Atuação ruim do Feyenoord acende a luz amarela para resto da Champions

A volta para Champions League passou longe de ser o que o torcedor do Feyenoord pensava. A equipe holandesa tinha até a expectativa de pontuar, mas não incomodou em nenhum momento o Manchester City, que venceu a partida por 4 a 0. Antes da partida, o técnico Giovanni van Bronckhorst afirmou que a equipe precisaria estar atenta durante todos os noventa minutos, o que passou longe de acontecer. A fala do treinador precisa ser levada a sério caso o Feyenoord ainda busque algo para as próximas cinco rodadas. No dia 26, o time irá à Itália enfrentar o Napoli.

Foto: Twitter/Feyenoord

O Feyenoord pouco produziu durante o jogo. O reflexo disso é perceptível nos números: apenas uma finalização na direção do gol, 34% de posse de bola e sem nenhum lapso do jogo coletivo que é característico do clube líder da atual Eredivisie com 100% de aproveitamento. Contra a equipe da casa pesou a inexperiência em competições europeias e o azar: logo aos dois minutos de partida, o City saiu na frente após cobrança de escanteio e o toque de cabeça de Stones.
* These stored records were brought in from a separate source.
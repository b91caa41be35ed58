//! Swap quote service: validates the token pair, collects candidate routes
//! from the routing collaborator, and picks the best one by output amount.

use std::cmp::Ordering;
use std::sync::Arc;

use async_trait::async_trait;

use crate::chains::{ChainIdentifier, ChainRegistry, ChainType, NetworkType};
use crate::datastore::{now_ms, DataStoreService, StoreOptions, Ttl};
use crate::errors::{DextractError, Result};
use crate::types::{SwapQuote, SwapRoute};

use super::tokens::TokensService;

const NAMESPACE: &str = "swaps";

/// Quotes go stale fast; cache entries live thirty seconds.
pub const QUOTE_TTL_MS: i64 = 30 * 1000;

fn store_options() -> StoreOptions {
    StoreOptions::namespaced(NAMESPACE).ttl(Ttl::Millis(QUOTE_TTL_MS))
}

/// Routing collaborator: produces candidate routes for a pair and amount.
/// Route discovery itself (DEX aggregators, on-chain paths) lives outside
/// this crate; implementations are injected at construction.
#[async_trait]
pub trait RouteSource: Send + Sync {
    async fn routes(
        &self,
        chain: ChainIdentifier,
        from_token: &str,
        to_token: &str,
        amount: &str,
    ) -> Result<Vec<SwapRoute>>;
}

/// Development stand-in until a real routing integration is wired in:
/// echoes a single direct-path route with a zero output amount.
pub struct DevRouteSource;

#[async_trait]
impl RouteSource for DevRouteSource {
    async fn routes(
        &self,
        _chain: ChainIdentifier,
        from_token: &str,
        to_token: &str,
        amount: &str,
    ) -> Result<Vec<SwapRoute>> {
        Ok(vec![SwapRoute {
            from_token: from_token.to_string(),
            to_token: to_token.to_string(),
            from_amount: amount.to_string(),
            to_amount: "0".to_string(),
            price_impact: 0.01,
            path: vec![from_token.to_string(), to_token.to_string()],
            providers: vec!["Example DEX".to_string()],
            estimated_gas: None,
        }])
    }
}

pub struct SwapsService {
    store: DataStoreService,
    chains: Arc<ChainRegistry>,
    tokens: Arc<TokensService>,
    routes: Arc<dyn RouteSource>,
}

impl SwapsService {
    pub fn new(
        store: DataStoreService,
        chains: Arc<ChainRegistry>,
        tokens: Arc<TokensService>,
        routes: Arc<dyn RouteSource>,
    ) -> Self {
        Self {
            store,
            chains,
            tokens,
            routes,
        }
    }

    /// A quote for swapping `amount` of `from_id` into `to_id`, cached by
    /// the full parameter tuple. Both tokens must resolve through the token
    /// service; an empty route set is an error, not an empty quote.
    pub async fn get_quote(
        &self,
        chain: ChainType,
        network: NetworkType,
        from_id: &str,
        to_id: &str,
        amount: &str,
    ) -> Result<SwapQuote> {
        let id = ChainIdentifier::new(chain, network);
        let adapter = self.chains.resolve(chain, network)?;
        // Case-variant inputs share one cache entry.
        let from_norm = adapter.normalize_address(from_id);
        let to_norm = adapter.normalize_address(to_id);
        let key = quote_key(id, &from_norm, &to_norm, amount);
        let options = store_options();

        self.store
            .get_or_set(&key, &options, || async {
                log::debug!(
                    "quoting {} {} -> {} on {}",
                    amount,
                    from_norm,
                    to_norm,
                    id
                );

                let from_token = self.tokens.get_one(chain, network, from_id).await?;
                let to_token = self.tokens.get_one(chain, network, to_id).await?;
                let (from_token, to_token) = match (from_token, to_token) {
                    (Some(from), Some(to)) => (from, to),
                    _ => {
                        return Err(DextractError::TokensNotFound {
                            from: from_norm.clone(),
                            to: to_norm.clone(),
                        })
                    }
                };

                let routes = self
                    .routes
                    .routes(id, &from_token.address, &to_token.address, amount)
                    .await?;
                if routes.is_empty() {
                    return Err(DextractError::NoRoutesFound);
                }

                let best_route = best_route(&routes).clone();

                Ok(SwapQuote {
                    routes,
                    best_route,
                    from_token: from_token.address,
                    to_token: to_token.address,
                    from_amount: amount.to_string(),
                    updated_at: now_ms(),
                })
            })
            .await
    }
}

/// The route with the highest `to_amount`; the first one wins on a tie.
fn best_route(routes: &[SwapRoute]) -> &SwapRoute {
    let mut best = &routes[0];
    for route in &routes[1..] {
        if cmp_decimal(&route.to_amount, &best.to_amount) == Ordering::Greater {
            best = route;
        }
    }
    best
}

/// Compare two non-negative decimal integer strings numerically without
/// parsing them: amounts are at token scale and can exceed any machine
/// integer, and floats would lose precision. Longer (after stripping
/// leading zeros) means larger; equal widths compare lexicographically.
fn cmp_decimal(a: &str, b: &str) -> Ordering {
    let a = a.trim_start_matches('0');
    let b = b.trim_start_matches('0');
    match a.len().cmp(&b.len()) {
        Ordering::Equal => a.cmp(b),
        other => other,
    }
}

fn quote_key(id: ChainIdentifier, from: &str, to: &str, amount: &str) -> String {
    format!(
        "chain:{}:{}:quote:{}:{}:{}",
        id.chain, id.network, from, to, amount
    )
}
A partir daquele momento o nervosismo, já presente em qualquer estreia dessa magnitude tomou conta da equipe anfitriã. A pressão exercida pelo Manchester City, no campo de ataque, fazia a bola voltar a todo momento ao goleiro Brad Jones que rifava a pelota sem hesitar. Guardiola preparou um plano perfeito para enfrentar o Feyenoord: fazer a pressão para evitar a saída de bola com rapidez, característica da equipe.

Foto: Twitter/Champions League

Com a saída de bola travada, o jogo do Feyenoord não desenvolvia e a bola ficava a maior parte do tempo com o Manchester City. E com a bola, a equipe conseguia se movimentar e achar espaços no campo defensivo holandês com facilidade. David Silva e Kevin DeBruyne dominaram as ações centrais e contaram com o forte apoio dos alas Mendy e Walker, que deitaram e rolaram no sistema defensivo holandês.

Foi nesse cenário de caos que o City ampliou o placar aos 10 minutos com Aguero, desviando cruzamento de Walker e aos 25 Gabriel Jesus tirou o jogo do alcance holandês após empurrar o rebote do goleiro Jones sozinho na área. Depois dos três gols, o Feyenoord utilizou das faltas para minar o ritmo do adversário. Três cartões amarelos seguraram os ânimos e a equipe foi pro intervalo com a cabeça inchada.

No segundo tempo, com um pouco mais de calma, o Feyenoord conseguiu segurar o ímpeto do City. Toornstra deu um pouco mais de segurança ao meio, mas nada além disso. Ainda sem poder de criação e com uma peça vital (Vilhena) para esse setor muito mal, os donos da casa se contentaram em apenas estancar a sangria e não passar mais riscos, o que até certo ponto deu certo. Na bola aérea, Stones deu números finais a partida e sacramentou a pior derrota da história do Feyenoord como mandante em competições europeias.

O fato positivo é que o Feyenoord só pega o City agora na última rodada e, provavelmente, com o futuro já definido. A caminhada em busca da improvável classificação para segunda fase ou para a busca da vaga na Europa League tem que seguir deixando esse jogo para trás. Não só pelo resultado, mas pela fraca atuação, tanto individual quanto coletiva. Foi impossível observar qualquer característica da equipe que domina o futebol nacional e o sinal de alerta está ligado nas redondezas do De Kuip.